Back for the first time in a while, here’s some weekend recommended reading — rail news and features from various media outlets:
— The website Urban Milwaukee reports on an ambitious/unrealistic (take your pick) proposal for a privately developed commuter rail system that would serve 32 stations in a five-county area around Milwaukee, using existing freight lines. Funding would come from grants and real estate development around stations sites.
— Washington Post cartoonist Christine Mi illustrates her experiences on a cross-country Amtrak trip on the California Zephyr and Lake Shore Limited, offering a rail neophyte’s take on the experience. (Use of a subscriber’s “share” option should mean this is not behind the Post’s paywall.)
— Canada’s Global News reports that two executives for BC Rail — the vast majority of which was sold to Canadian National Railways in 2004 — earned a total of more than CA$500,000 in the 2023-24 fiscal year, even though the company now exists mainly to manage 40 kilometers (25 miles) of track to the Roberts Bank terminal in Delta, British Columbia; other port infrastructure; and real estate.
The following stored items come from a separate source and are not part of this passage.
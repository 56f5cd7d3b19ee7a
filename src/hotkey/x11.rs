//! X11 integration: connection, key grabs, keyboard grab, focus query and
//! the event thread.
//!
//! Wraps `x11rb::rust_connection::RustConnection`. Key events are read on
//! a dedicated polling thread and handed to the async loop over a channel.

use std::os::fd::{AsRawFd, BorrowedFd};
use std::sync::Arc;
use std::sync::atomic::{AtomicBool, Ordering};
use std::thread::JoinHandle;

use nix::errno::Errno;
use nix::poll::{PollFd, PollFlags, PollTimeout, poll};
use tokio::sync::mpsc::{UnboundedReceiver, UnboundedSender, unbounded_channel};
use x11rb::connection::Connection;
use x11rb::errors::ConnectionError;
use x11rb::protocol::Event;
use x11rb::protocol::xproto::{self, Atom, GrabMode, GrabStatus, ModMask, Window};
use x11rb::rust_connection::RustConnection;

use super::HotkeyError;
use super::keybinding::Binding;

/// Lock modifier bits to mask during XGrabKey registration.
///
/// NumLock = Mod2 (bit 4), CapsLock = Lock (bit 1). Each grab is
/// registered with all four combinations so shortcuts fire regardless
/// of lock state.
const LOCK_MASK: u16 = 0x0002;
const NUM_LOCK_MASK: u16 = 0x0010;
const LOCK_MASKS: [u16; 4] = [0, LOCK_MASK, NUM_LOCK_MASK, LOCK_MASK | NUM_LOCK_MASK];

struct Atoms {
    net_active_window: Atom,
    net_wm_pid: Atom,
}

fn intern(conn: &RustConnection, name: &[u8]) -> Result<Atom, HotkeyError> {
    Ok(xproto::intern_atom(conn, false, name)
        .map_err(|e| HotkeyError::X11(format!("intern_atom: {e}")))?
        .reply()
        .map_err(|e| HotkeyError::X11(format!("intern_atom reply: {e}")))?
        .atom)
}

/// One X11 client connection.
pub struct X11Context {
    conn: Arc<RustConnection>,
    root: Window,
    atoms: Atoms,
}

impl X11Context {
    /// Connect to `$DISPLAY` and intern the focus atoms.
    pub fn connect() -> Result<Self, HotkeyError> {
        let (conn, screen_num) = RustConnection::connect(None)
            .map_err(|e| HotkeyError::X11(format!("connect failed: {e}")))?;

        let root = conn.setup().roots[screen_num].root;
        let atoms = Atoms {
            net_active_window: intern(&conn, b"_NET_ACTIVE_WINDOW")?,
            net_wm_pid: intern(&conn, b"_NET_WM_PID")?,
        };

        Ok(Self {
            conn: Arc::new(conn),
            root,
            atoms,
        })
    }

    /// Register a passive grab for `binding` on the root window.
    ///
    /// Returns `Ok(false)` if any lock-mask variant conflicts with another
    /// client's grab; the variants that succeeded stay registered.
    pub fn grab_key(&self, binding: &Binding) -> Result<bool, HotkeyError> {
        let mut all_ok = true;

        for &lock_mask in &LOCK_MASKS {
            let mods = ModMask::from(binding.modifiers | lock_mask);

            let cookie = xproto::grab_key(
                &*self.conn,
                true,
                self.root,
                mods,
                binding.keycode,
                GrabMode::ASYNC,
                GrabMode::ASYNC,
            )
            .map_err(|e| HotkeyError::X11(format!("grab_key send: {e}")))?;

            if let Err(e) = cookie.check() {
                tracing::warn!(
                    binding = %binding.raw,
                    lock_mask,
                    error = %e,
                    "XGrabKey failed, shortcut may be taken by another application"
                );
                all_ok = false;
            }
        }

        Ok(all_ok)
    }

    /// Drop all lock-mask variants of `binding`. Best-effort.
    pub fn ungrab_key(&self, binding: &Binding) {
        for &lock_mask in &LOCK_MASKS {
            let mods = ModMask::from(binding.modifiers | lock_mask);

            if let Err(e) = xproto::ungrab_key(&*self.conn, binding.keycode, self.root, mods) {
                tracing::debug!(binding = %binding.raw, error = %e, "XUngrabKey failed");
            }
        }
        self.flush();
    }

    /// Take the whole keyboard so the release of the held modifier is
    /// delivered to us. Returns whether the grab was granted.
    pub fn grab_keyboard(&self) -> Result<bool, HotkeyError> {
        let reply = xproto::grab_keyboard(
            &*self.conn,
            true,
            self.root,
            x11rb::CURRENT_TIME,
            GrabMode::ASYNC,
            GrabMode::ASYNC,
        )
        .map_err(|e| HotkeyError::X11(format!("grab_keyboard: {e}")))?
        .reply()
        .map_err(|e| HotkeyError::X11(format!("grab_keyboard reply: {e}")))?;

        if reply.status != GrabStatus::SUCCESS {
            tracing::debug!(status = ?reply.status, "keyboard grab refused");
            return Ok(false);
        }
        Ok(true)
    }

    pub fn ungrab_keyboard(&self) {
        if let Err(e) = xproto::ungrab_keyboard(&*self.conn, x11rb::CURRENT_TIME) {
            tracing::debug!(error = %e, "XUngrabKeyboard failed");
        }
        self.flush();
    }

    /// Whether any of `keycodes` is currently down.
    pub fn any_key_down(&self, keycodes: &[u8]) -> Result<bool, HotkeyError> {
        let keys = xproto::query_keymap(&*self.conn)
            .map_err(|e| HotkeyError::X11(format!("query_keymap: {e}")))?
            .reply()
            .map_err(|e| HotkeyError::X11(format!("query_keymap reply: {e}")))?
            .keys;

        Ok(keycodes.iter().any(|&code| {
            let byte = keys[usize::from(code / 8)];
            byte & (1 << (code % 8)) != 0
        }))
    }

    /// PID of the focused top-level window.
    ///
    /// Reads `_NET_ACTIVE_WINDOW` on the root, then `_NET_WM_PID` on that
    /// window. `None` if either property is missing.
    pub fn get_active_window_pid(&self) -> Result<Option<u32>, HotkeyError> {
        let Some(window_id) =
            self.get_cardinal(self.root, self.atoms.net_active_window, xproto::AtomEnum::WINDOW)?
        else {
            return Ok(None);
        };
        if window_id == 0 {
            return Ok(None);
        }

        self.get_cardinal(window_id, self.atoms.net_wm_pid, xproto::AtomEnum::CARDINAL)
    }

    fn get_cardinal(
        &self,
        window: Window,
        property: Atom,
        kind: xproto::AtomEnum,
    ) -> Result<Option<u32>, HotkeyError> {
        let reply = xproto::get_property(&*self.conn, false, window, property, kind, 0, 1)
            .map_err(|e| HotkeyError::X11(format!("get_property: {e}")))?
            .reply()
            .map_err(|e| HotkeyError::X11(format!("get_property reply: {e}")))?;

        if reply.format != 32 || reply.value.len() < 4 {
            return Ok(None);
        }

        Ok(Some(u32::from_ne_bytes([
            reply.value[0],
            reply.value[1],
            reply.value[2],
            reply.value[3],
        ])))
    }

    pub fn flush(&self) {
        if let Err(e) = self.conn.flush() {
            tracing::debug!(error = %e, "X11 flush failed");
        }
    }

    pub fn conn(&self) -> &Arc<RustConnection> {
        &self.conn
    }
}

/// Why the event pump stopped.
#[derive(Debug)]
enum PumpEnd {
    Stopped,
    ReceiverGone,
    Failed,
}

/// Spawn a thread that polls the X11 connection and forwards events.
///
/// The connection's queue is drained before each 100ms poll of its fd,
/// so `stop` is noticed promptly and events read by reply waits are not
/// stranded. The thread exits when `stop` is set, the receiver is dropped
/// or the connection fails.
pub fn spawn_event_thread(
    conn: Arc<RustConnection>,
    stop: Arc<AtomicBool>,
) -> Result<(UnboundedReceiver<Event>, JoinHandle<()>), HotkeyError> {
    let (tx, rx) = unbounded_channel();

    let handle = std::thread::Builder::new()
        .name("x11-events".into())
        .spawn(move || {
            let end = pump_events(&*conn, &stop, &tx);
            tracing::debug!(?end, "x11 event thread exiting");
        })
        .map_err(HotkeyError::Thread)?;

    Ok((rx, handle))
}

/// What the pump reads from. Replies the main thread waits for can
/// pull events off the socket into the connection's own queue, where
/// polling the fd will not see them.
trait EventSource {
    type Event;

    /// Wait up to `timeout` for bytes on the wire.
    fn wait_readable(&self, timeout: PollTimeout) -> nix::Result<bool>;

    /// Next event already read, without blocking.
    fn next_queued(&self) -> Result<Option<Self::Event>, ConnectionError>;
}

impl EventSource for RustConnection {
    type Event = Event;

    fn wait_readable(&self, timeout: PollTimeout) -> nix::Result<bool> {
        // SAFETY: the fd belongs to `self`, which outlives this call.
        let fd = unsafe { BorrowedFd::borrow_raw(self.stream().as_raw_fd()) };
        let mut fds = [PollFd::new(fd, PollFlags::POLLIN)];
        poll(&mut fds, timeout).map(|ready| ready > 0)
    }

    fn next_queued(&self) -> Result<Option<Event>, ConnectionError> {
        self.poll_for_event()
    }
}

fn pump_events<S: EventSource>(source: &S, stop: &AtomicBool, tx: &UnboundedSender<S::Event>) -> PumpEnd {
    while !stop.load(Ordering::Relaxed) {
        // Drain before every wait, not only after the fd turns readable.
        loop {
            match source.next_queued() {
                Ok(Some(event)) => {
                    if tx.send(event).is_err() {
                        return PumpEnd::ReceiverGone;
                    }
                }
                Ok(None) => break,
                Err(e) => {
                    tracing::error!(error = %e, "X11 connection lost");
                    return PumpEnd::Failed;
                }
            }
        }

        match source.wait_readable(PollTimeout::from(100u16)) {
            Ok(_) | Err(Errno::EINTR) => {}
            Err(e) => {
                tracing::error!(error = %e, "poll on X11 fd failed");
                return PumpEnd::Failed;
            }
        }
    }
    PumpEnd::Stopped
}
— A Toronto Sun columnist points to the involvement of Germany’s Deutsche Bahn in a new company taking over back-office operations at Toronto’s GO Transit in January as a sign that the system should run far better — apparently unaware that Deutsche Bahn itself is now characterized as “travel hell,” as the Financial Times reported in July.
Re. Washington Post story: Nope- behind a paywall, can’t access it via the link here, FYI.
There also is a stop in Columbus, WI. CBS. If that works a lot less hectic than Milwaukee though CBS is unstaffed, it is a scheduled stop.
Another ironic fact is that the map ROW’s duplicate the deeply missed TMER&L’s ROW.
Sure, the Milwaukee commuter rail system would require no operating subsidies. Of course we believe that.
Tomorrow these fools will tell you that it will also cover capital recovery through its revenue. Yeah, sure
The more we learn about the economics of commuter rail, the less it seems to sink in. Here’s the deal:- Give a classroom full of sixth graders a map of Milwaukee-area rail lines, and some sharpies, and have them go at it! This is what they’d come up with. Thus the roundabout schlep on slow-speed freight lines, because that’s where the freight lines go.
Many stations in the west suburbs? Fifty-three years into Amtrak, we can’t come up with a west suburban stop for the existing trains, the Empire Building and the Boring Alice. Meaning when people out here in Waukesha County want to go west on Amtrak, they first have to drive east to downtown Milwaukee. In fact, Mrs. L. and I do have exactly that planned.